The Transactions were subject to the following requirements of the Listing Rules:
(a) Rule 14A.35 provides that a listed issuer must announce a connected transaction / continuing connected transaction (“CT/CCT”) as soon as practicable after its terms have been agreed.
(b) Rule 14A.36 provides that a CT/CCT must be conditional upon independent shareholders’ approval.
(c) Rules 14A.81 and 14A.82 state that the Exchange will aggregate a series of CT/CCTs as one transaction, and set out the factors to be considered in exercising the aggregation power.
(d) According to the FAQ Series 20 – No.11 (the “FAQ”) issued by the Listing Department (the “Department”), if the relevant transactions are entered into by the issuer with the same connected person and are of a similar nature, they should be aggregated.

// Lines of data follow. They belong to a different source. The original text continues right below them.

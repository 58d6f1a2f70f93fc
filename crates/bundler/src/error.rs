//! Pipeline errors.

use std::path::PathBuf;

use prism_registry::RegistryError;
use thiserror::Error;

/// Errors that abort a pipeline run.
///
/// The pipeline never degrades to a partial artifact set: any variant here
/// means nothing was swapped into the output directory.
#[derive(Debug, Error)]
pub enum BundleError {
    /// Export graph validation failed; reported before any staging happens.
    #[error(transparent)]
    Config(#[from] RegistryError),

    /// A single module failed to bundle. Fails the whole run so consumers
    /// cannot see a stale or partial artifact set.
    #[error("failed to bundle `{name}`: {reason}")]
    Module { name: String, reason: String },

    #[error("io error at {}", path.display())]
    Io {
        path: PathBuf,
        #[source]
        source: std::io::Error,
    },

    /// The authored Cargo feature table drifted from the export graph.
    #[error("feature table out of sync with registry: {0}")]
    Features(String),
}

impl BundleError {
    pub(crate) fn module(name: &str, reason: impl Into<String>) -> Self {
        BundleError::Module {
            name: name.to_string(),
            reason: reason.into(),
        }
    }

    pub(crate) fn io(path: impl Into<PathBuf>, source: std::io::Error) -> Self {
        BundleError::Io {
            path: path.into(),
            source,
        }
    }
}
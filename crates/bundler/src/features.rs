//! Cargo feature-table verification.
//!
//! The kit's Cargo features are the resolution contract for cargo consumers:
//! one feature per logical name, carrying exactly the module's declared
//! dependencies, plus `full` as the aggregated surface. The table is
//! hand-authored next to the code; this check pins it to the registry so the
//! two surfaces cannot drift apart.

use std::collections::{BTreeMap, BTreeSet};
use std::path::Path;

use prism_registry::ExportGraph;
use serde::Deserialize;

use crate::error::BundleError;

#[derive(Debug, Deserialize)]
struct CargoManifest {
    #[serde(default)]
    features: BTreeMap<String, Vec<String>>,
}

/// Feature entries that do not name logical modules: optional-dependency
/// activations.
fn is_module_entry(entry: &str) -> bool {
    !entry.starts_with("dep:")
}

fn entry_set(entries: &[String]) -> BTreeSet<String> {
    entries
        .iter()
        .filter(|e| is_module_entry(e))
        .cloned()
        .collect()
}

/// Verify the package's `[features]` table against the export graph.
pub fn check_features(graph: &ExportGraph, package_root: &Path) -> Result<(), BundleError> {
    let manifest_path = package_root.join("Cargo.toml");
    let text = std::fs::read_to_string(&manifest_path)
        .map_err(|e| BundleError::io(&manifest_path, e))?;
    let manifest: CargoManifest = toml::from_str(&text)
        .map_err(|e| BundleError::Features(format!("unparseable {}: {e}", manifest_path.display())))?;
    let features = &manifest.features;

    let mut all_names = BTreeSet::new();

    for module in graph.modules() {
        all_names.insert(module.name.clone());
        let declared = features
            .get(&module.name)
            .ok_or_else(|| BundleError::Features(format!("missing feature `{}`", module.name)))?;
        let expected: BTreeSet<String> = module.deps.iter().cloned().collect();
        let got = entry_set(declared);
        if got != expected {
            return Err(BundleError::Features(format!(
                "feature `{}` enables {:?}, registry declares deps {:?}",
                module.name, got, expected
            )));
        }
    }

    for category in graph.categories() {
        all_names.insert(category.name.clone());
        let declared = features
            .get(&category.name)
            .ok_or_else(|| BundleError::Features(format!("missing feature `{}`", category.name)))?;
        let expected: BTreeSet<String> = category.members.iter().cloned().collect();
        let got = entry_set(declared);
        if got != expected {
            return Err(BundleError::Features(format!(
                "feature `{}` enables {:?}, registry declares members {:?}",
                category.name, got, expected
            )));
        }
    }

    let full = features
        .get("full")
        .ok_or_else(|| BundleError::Features("missing feature `full`".to_string()))?;
    let full_set = entry_set(full);
    if full_set != all_names {
        let missing: Vec<&String> = all_names.difference(&full_set).collect();
        let extra: Vec<&String> = full_set.difference(&all_names).collect();
        return Err(BundleError::Features(format!(
            "feature `full` drifted from the registry (missing {missing:?}, extra {extra:?})"
        )));
    }

    match features.get("default").map(Vec::as_slice) {
        Some([d]) if d == "full" => Ok(()),
        _ => Err(BundleError::Features(
            "feature `default` must be exactly [\"full\"]".to_string(),
        )),
    }
}
use dioxus::prelude::*;

/// An animated loading placeholder. Size it with style or class attributes.
#[component]
pub fn Skeleton(#[props(extends = GlobalAttributes)] attributes: Vec<Attribute>) -> Element {
    let base = vec![Attribute::new("class", "prism-skeleton", None, false)];
    let merged = dioxus_primitives::merge_attributes(vec![base, attributes]);

    rsx! {
        document::Link { rel: "stylesheet", href: asset!("./style.css") }
        div {
            ..merged,
        }
    }
}
//! Prism: an all-in-one component kit for Dioxus.
//!
//! Every component, hook, context and provider is an independently
//! feature-gated module; the default `full` feature enables the whole kit.
//! Consumers that want a minimal dependency cone disable default features
//! and enable just the pieces they use — the feature graph mirrors
//! `registry.toml`, so enabling `sidebar` pulls in exactly the modules the
//! sidebar needs and nothing else.
//!
//! Cross-cutting state (theme, sidebar layout, tooltip timing) lives behind
//! providers mounted once per application root; components reach it through
//! context, so the same single state instance is observed no matter which
//! subset of the kit an application imports.

pub mod components;
pub mod contexts;
pub mod providers;
#[cfg(feature = "use-theme")]
pub mod theme;
#[cfg(feature = "utils")]
pub mod utils;

// Aggregated surface: everything re-exported flat, like the category and
// component entries combined.
pub use components::*;
#[cfg(feature = "sidebar-context")]
pub use contexts::sidebar::{use_sidebar, SidebarCollapsible, SidebarContext};
#[cfg(feature = "tooltip-provider")]
pub use providers::tooltip::{use_tooltip_config, TooltipConfig, TooltipProvider};
#[cfg(feature = "use-theme")]
pub use theme::{use_theme, SharedPrefs, ThemeMode, ThemeProvider, ThemeState};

The Listing Committee considered the written and oral submissions of the Department and the Company, and concluded as follows:

Company’s breaches

The Listing Committee:
(a) noted that the Company admitted that it had breached Rule 14A.35 in relation to the Batch A Transactions, and Rule 14A.36 in respect of the Agency CT and the Batch B Transactions; and
(b) found that the Company did breach these Rules by failing to comply with the announcement and the independent shareholder approval requirements.
The Listing Committee concluded that the Agency CT should be aggregated with the Batch B Transactions under Rules 14A.81 and 14A.82 and with reference to the FAQ because:
(a) the relevant agreements were entered into within a 12-month period;
(b) those agreements all concerned purchase of the same type of products by the Company subsidiaries from counterparties which are connected with one another; and
(c) the transaction model and the nature of goods under the agreements are similar.  The Batch B Transactions were all framework purchase agreements with the same group of connected persons.  Although the Agency CT was described as a procurement agency agreement and the products were ultimately sourced from an independent party, the Company settled the gross purchase price directly with the agent (which was within the same group of connected persons) rather than merely paying an agency fee to the agent.  The Agency CT was therefore in substance a purchase agreement with the same group of connected persons.

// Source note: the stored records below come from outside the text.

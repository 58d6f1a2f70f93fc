use dioxus::prelude::*;
use dioxus_primitives::popover as prim;

/// Floating panel anchored to a trigger.
#[component]
pub fn PopoverRoot(mut props: prim::PopoverRootProps) -> Element {
    props
        .attributes
        .push(Attribute::new("class", "prism-popover", None, false));

    rsx! {
        document::Link { rel: "stylesheet", href: asset!("./style.css") }
        prim::PopoverRoot { ..props }
    }
}

#[component]
pub fn PopoverTrigger(mut props: prim::PopoverTriggerProps) -> Element {
    props.attributes.push(Attribute::new(
        "class",
        "prism-popover-trigger",
        None,
        false,
    ));

    rsx! {
        prim::PopoverTrigger { ..props }
    }
}

#[component]
pub fn PopoverContent(mut props: prim::PopoverContentProps) -> Element {
    if props.class.is_none() {
        props.class = Some("prism-popover-content".to_string());
    }

    rsx! {
        prim::PopoverContent { ..props }
    }
}
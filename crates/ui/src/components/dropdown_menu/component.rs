use dioxus::prelude::*;
use dioxus_primitives::dropdown_menu as prim;

/// A menu opened from a trigger element.
#[component]
pub fn DropdownMenu(mut props: prim::DropdownMenuProps) -> Element {
    props
        .attributes
        .push(Attribute::new("class", "prism-dropdown-menu", None, false));

    rsx! {
        document::Link { rel: "stylesheet", href: asset!("./style.css") }
        prim::DropdownMenu { ..props }
    }
}

#[component]
pub fn DropdownMenuTrigger(mut props: prim::DropdownMenuTriggerProps) -> Element {
    props.attributes.push(Attribute::new(
        "class",
        "prism-dropdown-menu-trigger",
        None,
        false,
    ));

    rsx! {
        prim::DropdownMenuTrigger { ..props }
    }
}

#[component]
pub fn DropdownMenuContent(mut props: prim::DropdownMenuContentProps) -> Element {
    props.attributes.push(Attribute::new(
        "class",
        "prism-dropdown-menu-content",
        None,
        false,
    ));

    rsx! {
        prim::DropdownMenuContent { ..props }
    }
}

#[component]
pub fn DropdownMenuItem<T: Clone + PartialEq + 'static>(
    mut props: prim::DropdownMenuItemProps<T>,
) -> Element {
    props.attributes.push(Attribute::new(
        "class",
        "prism-dropdown-menu-item",
        None,
        false,
    ));

    rsx! {
        prim::DropdownMenuItem { ..props }
    }
}

#[derive(Props, Clone, PartialEq)]
pub struct DropdownMenuSeparatorProps {
    #[props(extends = GlobalAttributes)]
    pub attributes: Vec<Attribute>,
}

/// Dividing line between menu sections.
#[component]
pub fn DropdownMenuSeparator(props: DropdownMenuSeparatorProps) -> Element {
    rsx! {
        div {
            class: "prism-dropdown-menu-separator",
            role: "separator",
            ..props.attributes,
        }
    }
}
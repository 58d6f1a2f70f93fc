use dioxus::prelude::*;
use dioxus_primitives::separator as prim;

/// A horizontal or vertical dividing line.
#[component]
pub fn Separator(mut props: prim::SeparatorProps) -> Element {
    props
        .attributes
        .push(Attribute::new("class", "prism-separator", None, false));

    rsx! {
        document::Link { rel: "stylesheet", href: asset!("./style.css") }
        prim::Separator { ..props }
    }
}
//! Distribution pipeline for the Prism component kit.
//!
//! Consumes the validated [`ExportGraph`](prism_registry::ExportGraph) and
//! produces the distributable `dist/` tree in three passes run from one
//! invocation:
//!
//! 1. an aggregated bundle (`dist/full/`) carrying the whole library in one
//!    self-contained source tree,
//! 2. one independent bundle per logical module and per category aggregate
//!    (`dist/modules/<name>/`), each holding only its own sources and
//!    declaring cross-module dependencies as external references,
//! 3. a verbatim copy of every style asset (`dist/styles/`).
//!
//! All passes stage into a temporary directory and are swapped in atomically:
//! a failure in any single module aborts the whole run and leaves a previous
//! `dist/` untouched. Output is deterministic byte-for-byte for an unchanged
//! graph.

mod emit;
mod error;
mod features;
mod hash;
mod manifest;
mod pipeline;
mod resolve;

pub use emit::rust_module_path;
pub use error::BundleError;
pub use features::check_features;
pub use manifest::{DIST_MANIFEST, STYLES_DIR};
pub use pipeline::{BuildReport, Pipeline};
pub use resolve::validate_references;
use dioxus::prelude::*;
use dioxus_primitives::aspect_ratio as prim;

/// Constrains children to a fixed width/height ratio.
#[component]
pub fn AspectRatio(mut props: prim::AspectRatioProps) -> Element {
    props
        .attributes
        .push(Attribute::new("class", "prism-aspect-ratio", None, false));

    rsx! {
        document::Link { rel: "stylesheet", href: asset!("./style.css") }
        prim::AspectRatio { ..props }
    }
}
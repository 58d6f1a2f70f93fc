use dioxus::prelude::*;

use crate::utils::cx;

/// Visual variant for alerts.
#[derive(Debug, Clone, Copy, PartialEq, Default)]
pub enum AlertVariant {
    #[default]
    Default,
    Destructive,
}

impl AlertVariant {
    fn class(&self) -> &'static str {
        match self {
            AlertVariant::Default => "",
            AlertVariant::Destructive => "prism-alert-destructive",
        }
    }
}

/// A callout for inline notices.
#[component]
pub fn Alert(
    #[props(default)] variant: AlertVariant,
    #[props(extends = GlobalAttributes)] attributes: Vec<Attribute>,
    children: Element,
) -> Element {
    let class = cx(["prism-alert", variant.class()]);
    let base = vec![Attribute::new("class", class, None, false)];
    let merged = dioxus_primitives::merge_attributes(vec![base, attributes]);

    rsx! {
        document::Link { rel: "stylesheet", href: asset!("./style.css") }
        div {
            role: "alert",
            ..merged,
            {children}
        }
    }
}

/// Heading line of an Alert.
#[component]
pub fn AlertTitle(
    #[props(extends = GlobalAttributes)] attributes: Vec<Attribute>,
    children: Element,
) -> Element {
    let base = vec![Attribute::new("class", "prism-alert-title", None, false)];
    let merged = dioxus_primitives::merge_attributes(vec![base, attributes]);

    rsx! {
        h5 {
            ..merged,
            {children}
        }
    }
}

/// Body text of an Alert.
#[component]
pub fn AlertDescription(
    #[props(extends = GlobalAttributes)] attributes: Vec<Attribute>,
    children: Element,
) -> Element {
    let base = vec![Attribute::new(
        "class",
        "prism-alert-description",
        None,
        false,
    )];
    let merged = dioxus_primitives::merge_attributes(vec![base, attributes]);

    rsx! {
        div {
            ..merged,
            {children}
        }
    }
}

The Listing Committee noted that there is no evidence suggesting that (i) the Company intentionally or wilfully concealed the Transactions; (ii) the Transactions were not on normal, commercial and arms-length terms; and (iii) there were benefits conferred on any member of its board under the Transactions.

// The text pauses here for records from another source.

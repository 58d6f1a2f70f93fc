//! Bundle artifact writers.
//!
//! Every writer is deterministic: inputs are iterated in sorted order and
//! emitted TOML has a fixed field order, so rebuilding an unchanged graph
//! reproduces the output byte for byte.

use std::path::{Path, PathBuf};

use prism_registry::{Category, ExportGraph, ExportSurface, LogicalModule};
use serde::Serialize;
use walkdir::WalkDir;

use crate::error::BundleError;
use crate::resolve::validate_module_references;

/// Per-bundle manifest, `bundle.toml`.
#[derive(Debug, Serialize)]
struct BundleManifest {
    name: String,
    kind: String,
    /// Whether internal module boundaries were inlined into this bundle.
    splitting: bool,
    /// Runtime entry inside the bundle.
    entry: String,
    /// Where the entry belongs in an assembled source tree.
    #[serde(skip_serializing_if = "Option::is_none")]
    install_path: Option<String>,
    /// Other bundles this one resolves against at consumption time. Never
    /// copied in.
    deps: Vec<String>,
    /// Peer runtimes: required, never bundled.
    externals: Vec<String>,
    /// Style assets shipped with the bundle, install-relative.
    assets: Vec<String>,
}

/// Declaration artifact, `api.toml`: the public symbol set of the bundle's
/// runtime entry.
#[derive(Debug, Serialize)]
struct ApiManifest {
    exports: Vec<String>,
}

/// Rust module path a package-relative entry file maps to, e.g.
/// `src/components/button/component.rs` -> `crate::components::button`.
pub fn rust_module_path(entry: &Path) -> String {
    let mut segments: Vec<String> = entry
        .with_extension("")
        .components()
        .map(|c| c.as_os_str().to_string_lossy().into_owned())
        .collect();
    if segments.first().map(String::as_str) == Some("src") {
        segments.remove(0);
    }
    if segments.last().map(String::as_str) == Some("component") {
        segments.pop();
    }
    let mut path = String::from("crate");
    for segment in segments {
        path.push_str("::");
        path.push_str(&segment);
    }
    path
}

fn write_file(files: &mut Vec<PathBuf>, root: &Path, rel: &Path, data: &[u8]) -> Result<(), BundleError> {
    let target = root.join(rel);
    if let Some(parent) = target.parent() {
        std::fs::create_dir_all(parent).map_err(|e| BundleError::io(parent, e))?;
    }
    std::fs::write(&target, data).map_err(|e| BundleError::io(&target, e))?;
    files.push(rel.to_path_buf());
    Ok(())
}

fn copy_file(
    files: &mut Vec<PathBuf>,
    source: &Path,
    root: &Path,
    rel: &Path,
) -> Result<(), BundleError> {
    let data = std::fs::read(source).map_err(|e| BundleError::io(source, e))?;
    write_file(files, root, rel, &data)
}

fn to_toml<T: Serialize>(value: &T) -> String {
    // Serialization of these plain structs cannot fail.
    toml::to_string(value).unwrap_or_default()
}

fn surface_exports(surface: &ExportSurface) -> Vec<String> {
    surface.symbols.iter().cloned().collect()
}

/// Aggregated pass: the whole library as one self-contained tree.
///
/// Splitting is allowed here; the copied tree keeps the crate's own index as
/// its entry.
pub fn emit_full(
    graph: &ExportGraph,
    package_root: &Path,
    staging: &Path,
    files: &mut Vec<PathBuf>,
) -> Result<(), BundleError> {
    let bundle_root = PathBuf::from("full");

    // Copy src/ wholesale, sorted for determinism.
    let src_root = package_root.join("src");
    let mut entries: Vec<PathBuf> = WalkDir::new(&src_root)
        .into_iter()
        .filter_map(|e| e.ok())
        .filter(|e| e.file_type().is_file())
        .map(|e| e.into_path())
        .collect();
    entries.sort();
    for source in entries {
        let rel = source
            .strip_prefix(package_root)
            .map_err(|_| BundleError::module(&graph.package, "source escaped the package root"))?;
        copy_file(files, &source, staging, &bundle_root.join(rel))?;
    }

    if let Some(style) = &graph.style {
        copy_file(files, &package_root.join(style), staging, &bundle_root.join(style))?;
    }

    let mut surface = ExportSurface::default();
    for module in graph.modules() {
        let module_surface = graph
            .module_surface(package_root, module)
            .map_err(|e| BundleError::module(&module.name, e.to_string()))?;
        surface.extend(module_surface);
    }

    let manifest = BundleManifest {
        name: graph.package.clone(),
        kind: "full".to_string(),
        splitting: true,
        entry: "src/lib.rs".to_string(),
        install_path: None,
        deps: Vec::new(),
        externals: graph.peers.clone(),
        assets: graph
            .style
            .iter()
            .map(|s| s.display().to_string())
            .collect(),
    };
    write_file(files, staging, &bundle_root.join("bundle.toml"), to_toml(&manifest).as_bytes())?;
    let api = ApiManifest {
        exports: surface_exports(&surface),
    };
    write_file(files, staging, &bundle_root.join("api.toml"), to_toml(&api).as_bytes())?;
    Ok(())
}

/// Per-module pass for one logical module: its own entry and assets, nothing
/// else. Cross-module references stay references.
pub fn emit_module(
    graph: &ExportGraph,
    package_root: &Path,
    staging: &Path,
    module: &LogicalModule,
    files: &mut Vec<PathBuf>,
) -> Result<(), BundleError> {
    let bundle_root = PathBuf::from("modules").join(&module.name);

    let entry_source = package_root.join(&module.entry);
    let source = std::fs::read_to_string(&entry_source).map_err(|e| {
        BundleError::module(
            &module.name,
            format!("unreadable entry {}: {e}", entry_source.display()),
        )
    })?;

    validate_module_references(graph, module, &source)?;

    let surface = graph
        .module_surface(package_root, module)
        .map_err(|e| BundleError::module(&module.name, e.to_string()))?;
    if !surface.globs.is_empty() {
        return Err(BundleError::module(
            &module.name,
            format!(
                "entry re-exports `{}::*`; module entries must export by name",
                surface.globs[0]
            ),
        ));
    }

    let entry_file = module
        .entry
        .file_name()
        .map(|f| f.to_string_lossy().into_owned())
        .ok_or_else(|| BundleError::module(&module.name, "entry has no file name"))?;
    let entry_rel = PathBuf::from("src").join(&entry_file);
    write_file(files, staging, &bundle_root.join(&entry_rel), source.as_bytes())?;

    let mut asset_paths = Vec::new();
    for asset in &module.assets {
        let file_name = asset
            .file_name()
            .map(|f| f.to_string_lossy().into_owned())
            .ok_or_else(|| BundleError::module(&module.name, "asset has no file name"))?;
        copy_file(
            files,
            &package_root.join(asset),
            staging,
            &bundle_root.join("assets").join(&file_name),
        )?;
        asset_paths.push(asset.display().to_string());
    }
    asset_paths.sort();

    let manifest = BundleManifest {
        name: module.name.clone(),
        kind: module.kind.as_str().to_string(),
        splitting: false,
        entry: entry_rel.display().to_string(),
        install_path: Some(module.entry.display().to_string()),
        deps: module.deps.clone(),
        externals: graph.peers.clone(),
        assets: asset_paths,
    };
    write_file(files, staging, &bundle_root.join("bundle.toml"), to_toml(&manifest).as_bytes())?;
    let api = ApiManifest {
        exports: surface_exports(&surface),
    };
    write_file(files, staging, &bundle_root.join("api.toml"), to_toml(&api).as_bytes())?;
    Ok(())
}

/// Per-module pass for a category aggregate: a generated entry of named
/// re-exports covering exactly the member surfaces.
pub fn emit_category(
    graph: &ExportGraph,
    package_root: &Path,
    staging: &Path,
    category: &Category,
    files: &mut Vec<PathBuf>,
) -> Result<(), BundleError> {
    let bundle_root = PathBuf::from("modules").join(&category.name);

    let mut entry = String::new();
    entry.push_str(&format!("//! Aggregated `{}` surface.\n\n", category.name));
    let mut union = ExportSurface::default();
    for member in &category.members {
        let module = graph.module(member)?;
        let surface = graph
            .module_surface(package_root, module)
            .map_err(|e| BundleError::module(&category.name, e.to_string()))?;
        if !surface.globs.is_empty() {
            return Err(BundleError::module(
                &category.name,
                format!("member `{member}` has glob re-exports; aggregates need named surfaces"),
            ));
        }
        if surface.symbols.is_empty() {
            continue;
        }
        let names: Vec<&str> = surface.symbols.iter().map(String::as_str).collect();
        entry.push_str(&format!(
            "pub use {}::{{{}}};\n",
            rust_module_path(&module.entry),
            names.join(", ")
        ));
        union.extend(surface);
    }

    let entry_rel = PathBuf::from("src/mod.rs");
    write_file(files, staging, &bundle_root.join(&entry_rel), entry.as_bytes())?;

    let manifest = BundleManifest {
        name: category.name.clone(),
        kind: "category".to_string(),
        splitting: false,
        entry: entry_rel.display().to_string(),
        install_path: Some(format!("src/{}.rs", category.name.replace('-', "_"))),
        deps: category.members.clone(),
        externals: graph.peers.clone(),
        assets: Vec::new(),
    };
    write_file(files, staging, &bundle_root.join("bundle.toml"), to_toml(&manifest).as_bytes())?;
    let api = ApiManifest {
        exports: surface_exports(&union),
    };
    write_file(files, staging, &bundle_root.join("api.toml"), to_toml(&api).as_bytes())?;
    Ok(())
}

/// Style pass: assets copied byte-for-byte, never transformed.
pub fn emit_styles(
    graph: &ExportGraph,
    package_root: &Path,
    staging: &Path,
    files: &mut Vec<PathBuf>,
) -> Result<(), BundleError> {
    let styles_root = PathBuf::from(crate::manifest::STYLES_DIR);

    if let Some(style) = &graph.style {
        let file_name = style
            .file_name()
            .map(|f| f.to_string_lossy().into_owned())
            .ok_or_else(|| BundleError::module(&graph.package, "style asset has no file name"))?;
        copy_file(
            files,
            &package_root.join(style),
            staging,
            &styles_root.join(file_name),
        )?;
    }

    for module in graph.modules() {
        for asset in &module.assets {
            let file_name = asset
                .file_name()
                .map(|f| f.to_string_lossy().into_owned())
                .ok_or_else(|| BundleError::module(&module.name, "asset has no file name"))?;
            copy_file(
                files,
                &package_root.join(asset),
                staging,
                &styles_root.join(&module.name).join(file_name),
            )?;
        }
    }
    Ok(())
}

#[cfg(test)]
mod tests {
    use super::*;
    use pretty_assertions::assert_eq;

    #[test]
    fn module_paths_follow_the_tree() {
        assert_eq!(
            rust_module_path(Path::new("src/components/button/component.rs")),
            "crate::components::button"
        );
        assert_eq!(rust_module_path(Path::new("src/theme.rs")), "crate::theme");
        assert_eq!(
            rust_module_path(Path::new("src/contexts/sidebar.rs")),
            "crate::contexts::sidebar"
        );
        assert_eq!(
            rust_module_path(Path::new("src/components/icons.rs")),
            "crate::components::icons"
        );
    }
}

Internal control deficiencies

The Listing Committee also found that the Company did not have adequate internal controls with respect to compliance with Chapter 14A of the Listing Rules which led to the Company’s breaches set out above:

(a) Notwithstanding its corporate expansion since 2014, and the previous Listing Rule non-compliance leading to the 2014 Caution and the 2017 Caution, the Company had failed to implement and maintain a clear and well established system during the material time for identifying connected persons for the purposes of compliance with Chapter 14A of the Listing Rules.
(b) The Company did not maintain, until May 2017, a list of connected persons to the Company for the responsible personnel’s reference, by which connected transactions would be identified and escalated to its board of directors for Listing Rule compliance consideration.
(c) The Company’s system in place during the material time was inadequate to:

(i) monitor and identify CT/CCTs which were potentially subject to aggregation under Rules 14A.81 and 14A.82;
  (ii) determine if the Transactions gave rise to any Listing Rule implications;
  (iii) if necessary, escalate to its board and/or senior management for consideration; and
  (iv) consult the Exchange under Rule 14A.84 or its professional advisers.
(d) There was no system during the material time to equip staff charged with the reporting responsibility with relevant knowledge on Listing Rule compliance.  No training on compliance with the connected transaction requirements or other related guidance and manual was given to the relevant personnel until the non-compliance with the Listing Rules in respect of the Batch A Transactions was discovered in August 2017.
(e) At the Company level, the system in place during the material time was inadequate to monitor compliance with the reporting obligations of its subsidiaries.  The previous Listing Rule non-compliance giving rise to the 2014 Caution, the 2017 Caution and the Batch A Transactions were only discovered during the preparation of the relevant interim or annual results.


The Listing Committee regards the breaches in this matter as serious:

(1) The nature and causes of the Listing Rule non-compliances leading to the 2014 Caution and the 2017 Caution are similar to the subject matters of this case.
(2) However, the Company’s failure to comply with the Listing Rules in respect of the Transactions and the causes of the failure suggests that the Company had not fully appreciated the importance of complying with the Chapter 14A requirements and maintaining an effective internal controls system for Listing Rule compliance after receiving the 2014 Caution.
(3) There were deficiencies in the Company’s then internal controls for procuring the Company’s compliance with Chapter 14A requirements as identified above, which led to the Company’s breaches.
(4) The interest of the Company’s shareholders had been prejudiced in terms of their right to timely receipt of information concerning the Transactions, and vote on those requiring their approval before they were carried out.
(5) The failure to comply with Chapter 14A destroys transparency, trust and confidence in the market.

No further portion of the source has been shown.